Value Outperforms and Other Extremes Defining Markets So Far This Year
Author: Abhishek Ashok
April 27, 2022
Every month, AGFiQ highlights the investment factors that are helping shape equity markets. Today’s focus is a look back on the first few months of the year and the extreme performance of certain factors and sectors over that time.
Equity investors may not be keen to rehash the first few months of 2022. After all, the selloff in major equity indexes marks one of the worst starts to a year in recent memory. But that doesn’t mean they should turn a blind eye to what has already transpired. In fact, when it comes to the extreme performance of some factors – as well as sectors of the market – the more that’s understood, the more prepared investors will be for how stock returns might unfold moving forward.
As a starting point, one of the most unique aspects of the first quarter this year was the outperformance of value in relation to other factors such as size, growth, quality and momentum. According to AGFiQ research, stocks that exhibited strong value metrics provided the best relative gains by far, while the worst performing stocks were those associated with the factor known as short-term beta and, therefore, defined as those that move in lockstep with the broader market.

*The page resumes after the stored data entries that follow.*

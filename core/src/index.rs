use serde::{Deserialize, Serialize};
use std::collections::{BTreeMap, BTreeSet, HashMap, HashSet};
use std::panic::{catch_unwind, AssertUnwindSafe};
use std::sync::atomic::{AtomicUsize, Ordering};
use std::time::Duration;

use dashmap::DashMap;
use rayon::prelude::*;
use tracing::{debug, info, warn};

use crate::config::IndexConfig;
use crate::html::HtmlPage;
use crate::link::Link;
use crate::session::Deadline;
use crate::source::{DocUri, DocumentStore, SourceError};
use crate::tokenizer::{alpha_fragments, char_len, split_words, valid_phrase};

/// Phrase (case-sensitive) → documents it occurs in.
#[derive(Debug, Default, Clone, PartialEq, Serialize, Deserialize)]
pub struct InvertedIndex {
    pub postings: HashMap<String, BTreeSet<String>>,
}

impl InvertedIndex {
    pub fn new() -> Self { Self::default() }

    pub fn docs(&self, phrase: &str) -> Option<&BTreeSet<String>> { self.postings.get(phrase) }

    pub fn len(&self) -> usize { self.postings.len() }

    pub fn is_empty(&self) -> bool { self.postings.is_empty() }

    /// Total (phrase, document) memberships.
    pub fn entries(&self) -> usize { self.postings.values().map(|d| d.len()).sum() }

    /// Phrases with the largest document sets, ties by phrase.
    pub fn top_phrases(&self, n: usize) -> Vec<(&str, usize)> {
        let mut all: Vec<(&str, usize)> = self.postings.iter().map(|(p, d)| (p.as_str(), d.len())).collect();
        all.sort_by(|a, b| b.1.cmp(&a.1).then_with(|| a.0.cmp(b.0)));
        all.truncate(n);
        all
    }
}

/// Occurrences of a phrase in a document, keyed phrase first.
#[derive(Debug, Default, Clone, PartialEq, Serialize, Deserialize)]
pub struct PhraseCounts {
    pub counts: HashMap<String, HashMap<String, u64>>,
}

impl PhraseCounts {
    pub fn new() -> Self { Self::default() }

    pub fn get(&self, phrase: &str, doc: &str) -> u64 {
        self.counts.get(phrase).and_then(|m| m.get(doc)).copied().unwrap_or(0)
    }

    /// Number of (phrase, document) counters.
    pub fn len(&self) -> usize { self.counts.values().map(|m| m.len()).sum() }

    pub fn is_empty(&self) -> bool { self.counts.is_empty() }
}

/// Accumulates index entries from many workers at once. Every update is a
/// per-key add-to-set plus increment, so worker order does not affect the result.
pub struct IndexBuilder {
    postings: DashMap<String, HashMap<String, u64>>,
    anchors: HashSet<String>,
    max_anchor_words: usize,
    min_fragment_len: usize,
}

impl IndexBuilder {
    /// `anchor_texts` are the phrases that also get whole-phrase entries.
    pub fn new<I: IntoIterator<Item = String>>(anchor_texts: I, min_fragment_len: usize) -> Self {
        let anchors: HashSet<String> = anchor_texts.into_iter().collect();
        let max_anchor_words = anchors.iter().map(|a| split_words(a).len()).max().unwrap_or(1);
        Self { postings: DashMap::new(), anchors, max_anchor_words, min_fragment_len }
    }

    pub fn record(&self, phrase: &str, doc: &str) {
        if let Some(mut docs) = self.postings.get_mut(phrase) {
            *docs.entry(doc.to_string()).or_insert(0) += 1;
            return;
        }
        *self.postings.entry(phrase.to_string()).or_default().entry(doc.to_string()).or_insert(0) += 1;
    }

    /// Scan one document's normalized plain text.
    pub fn index_text(&self, doc: &str, text: &str) {
        let words = split_words(text);
        for (i, word) in words.iter().enumerate() {
            if let Some(phrase) = valid_phrase(word) {
                let mut phrase_recorded = false;
                for fragment in alpha_fragments(phrase) {
                    if char_len(fragment) >= self.min_fragment_len {
                        self.record(fragment, doc);
                        phrase_recorded |= fragment == phrase;
                    }
                }
                if !phrase_recorded && self.anchors.contains(phrase) {
                    self.record(phrase, doc);
                }
            }
            for n in 2..=self.max_anchor_words.min(words.len() - i) {
                let joined = words[i..i + n].join(" ");
                let joined = joined.trim_end_matches(&['.', ',', ';', ':', '!', '?'][..]);
                if self.anchors.contains(joined) {
                    self.record(joined, doc);
                }
            }
        }
    }

    pub fn finish(self) -> (InvertedIndex, PhraseCounts) {
        let mut index = InvertedIndex::new();
        let mut counts = PhraseCounts::new();
        for (phrase, docs) in self.postings.into_iter() {
            index.postings.insert(phrase.clone(), docs.keys().cloned().collect());
            counts.counts.insert(phrase, docs);
        }
        (index, counts)
    }
}

#[derive(Debug, Default, Clone)]
pub struct BuildReport {
    pub documents: usize,
    pub failed: usize,
    /// Documents left unvisited because the time budget ran out.
    pub abandoned: usize,
    pub elapsed: Duration,
}

/// Every distinct document a link points from or to, grouped by archive.
pub fn documents_by_archive(links: &[Link]) -> BTreeMap<String, BTreeSet<DocUri>> {
    let mut groups: BTreeMap<String, BTreeSet<DocUri>> = BTreeMap::new();
    for link in links {
        for uri in [&link.source_uri, &link.target_uri] {
            groups.entry(uri.archive.clone()).or_default().insert(uri.clone());
        }
    }
    groups
}

/// Build the index over every document referenced by `links`. Archives are
/// processed in parallel; a failing document is logged and skipped.
pub fn build_index<S: DocumentStore + ?Sized>(
    links: &[Link],
    store: &S,
    config: &IndexConfig,
) -> (InvertedIndex, PhraseCounts, BuildReport) {
    let deadline = Deadline::new(config.time_limit);
    let builder = IndexBuilder::new(links.iter().map(|l| l.anchor_text.clone()), config.min_fragment_len);
    let groups: Vec<(String, BTreeSet<DocUri>)> = documents_by_archive(links).into_iter().collect();

    let documents = AtomicUsize::new(0);
    let failed = AtomicUsize::new(0);
    let abandoned = AtomicUsize::new(0);

    groups.par_iter().for_each(|(archive, docs)| {
        for (i, uri) in docs.iter().enumerate() {
            if deadline.expired() {
                abandoned.fetch_add(docs.len() - i, Ordering::Relaxed);
                warn!(archive = %archive, remaining = docs.len() - i, "time limit exceeded, abandoning archive");
                break;
            }
            let indexed = catch_unwind(AssertUnwindSafe(|| {
                let markup = store.read(uri)?;
                let text = HtmlPage::parse(&markup).plain_text();
                builder.index_text(&uri.to_string(), &text);
                Ok::<(), SourceError>(())
            }));
            match indexed {
                Ok(Ok(())) => {
                    documents.fetch_add(1, Ordering::Relaxed);
                }
                Ok(Err(err)) => {
                    debug!(uri = %uri, error = %err, "skipping unreadable document");
                    failed.fetch_add(1, Ordering::Relaxed);
                }
                Err(_) => {
                    warn!(uri = %uri, "panic while indexing document");
                    failed.fetch_add(1, Ordering::Relaxed);
                }
            }
        }
        store.release(archive);
    });

    let (index, counts) = builder.finish();
    let report = BuildReport {
        documents: documents.into_inner(),
        failed: failed.into_inner(),
        abandoned: abandoned.into_inner(),
        elapsed: deadline.elapsed(),
    };
    info!(
        phrases = index.len(),
        memberships = index.entries(),
        counters = counts.len(),
        documents = report.documents,
        failed = report.failed,
        abandoned = report.abandoned,
        "inverted index built"
    );
    (index, counts, report)
}

#[cfg(test)]
mod tests {
    use super::*;

    #[test]
    fn fragments_and_anchor_phrases_are_indexed() {
        let b = IndexBuilder::new(vec!["HashMap<K,V>".to_string(), "widget".to_string()], 4);
        b.index_text("d1", "Use a HashMap<K,V> or a widget. Then widget again.");
        let (index, counts) = b.finish();
        assert!(index.docs("HashMap").unwrap().contains("d1"));
        assert!(index.docs("HashMap<K,V>").unwrap().contains("d1"));
        assert_eq!(counts.get("widget", "d1"), 2);
        assert_eq!(counts.get("HashMap<K,V>", "d1"), 1);
        assert!(index.docs("Use").is_none());
        assert!(index.docs("K").is_none());
    }

    #[test]
    fn multi_word_anchor_is_indexed() {
        let b = IndexBuilder::new(vec!["widget factory".to_string()], 4);
        b.index_text("d1", "the widget factory makes a widget factory.");
        let (index, counts) = b.finish();
        assert_eq!(counts.get("widget factory", "d1"), 2);
        assert_eq!(index.docs("widget factory").unwrap().len(), 1);
    }

    #[test]
    fn every_indexed_pair_has_a_count() {
        let b = IndexBuilder::new(vec!["alpha".to_string()], 4);
        b.index_text("d1", "alpha beta gamma(x) delta");
        b.index_text("d2", "gamma alpha alpha");
        let (index, counts) = b.finish();
        for (phrase, docs) in &index.postings {
            for doc in docs {
                assert!(counts.get(phrase, doc) > 0, "{phrase}@{doc}");
            }
        }
        assert_eq!(counts.get("alpha", "d2"), 2);
    }

    #[test]
    fn concurrent_updates_commute() {
        let b = IndexBuilder::new(Vec::<String>::new(), 4);
        (0..100).into_par_iter().for_each(|i| b.index_text(&format!("d{}", i % 4), "widget widget"));
        let (index, counts) = b.finish();
        assert_eq!(index.docs("widget").unwrap().len(), 4);
        assert_eq!(counts.get("widget", "d0"), 50);
    }

    #[test]
    fn top_phrases_orders_by_document_count() {
        let b = IndexBuilder::new(Vec::<String>::new(), 4);
        b.index_text("d1", "alpha beta");
        b.index_text("d2", "alpha");
        let (index, _) = b.finish();
        assert_eq!(index.top_phrases(1), vec![("alpha", 2)]);
    }
}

Relative Factor Performance
More surprising than value’s outperformance in relation to other factors, however, is the fact that it did so well at a time when equity markets did so poorly. Again, based on our research, value stocks only outperformed 2% of the time since 2003 when markets sold off more broadly and almost always had negative returns instead.
Narrow Sector Leadership
Another important aspect of the first quarter was the dispersion of returns from a sector perspective. Our analysis of 26 custom subsectors shows the spread between the eight best and eight worst performing sectors was close to 40% and almost double the historical average of one standard deviation.
Relative Sub-Sector Performance Spread
Our sector analysis also shows there was significant dispersion of returns when considering the “cheapest” sectors based on both book-to-price and forward earnings metrics. For example, U.S. banks had the most attractive book-to-price valuation in the first quarter, but its relative three-month price return was negative. U.S. insurance companies, meanwhile, were the second-most attractive sector from a book-to-price standpoint and had a relative three-month price return of 13.9%.
The De-Rating of Momentum and Quality
Beyond that, two other extremes worth noting are the trading premiums associated with both momentum and quality stocks. Of the first, long-term winners have de-rated at an unprecedented pace relative to the market and were trading at less than a 50% premium versus the market at the end of the first quarter, down from close to 125% last November. Moreover, the three-month change in relative valuation of long-term momentum stocks was more than 30% or four times greater than the average historical three-month valuation change of 7%, plus or minus.
Relative Valuation of Momentum Stocks
As for quality stocks, they have recently de-rated in significant fashion as well, and now trade closer to their average premium above market (two to 10%) after trading closer to a 20% premium earlier this year. This move, over a rolling three-month period, is close to four times greater than the 4% valuation change through history.
Relative Valuation of Quality Stocks
All in, then, markets have been defined by several extremes so far this year, many of which could normalize and create potential opportunities for investors in the weeks ahead. In particular, value’s outperformance is likely to cool in relation to other factors and the intersection of the highest quality and best long-term momentum stocks may end up being a tactical advantage within the context of a balanced portfolio that continues to include exposures to multiple factors.
The views expressed in this blog are those of the authors and do not necessarily represent the opinions of AGF, its subsidiaries or any of its affiliated companies, funds, or investment strategies.
The commentaries contained herein are provided as a general source of information based on information available as of April 22, 2022 and are not intended to be comprehensive investment advice applicable to the circumstances of the individual. Every effort has been made to ensure accuracy in these commentaries at the time of publication, however, accuracy cannot be guaranteed. Market conditions may change and AGF Investments accepts no responsibility for individual investment decisions arising from the use or reliance on the information contained here.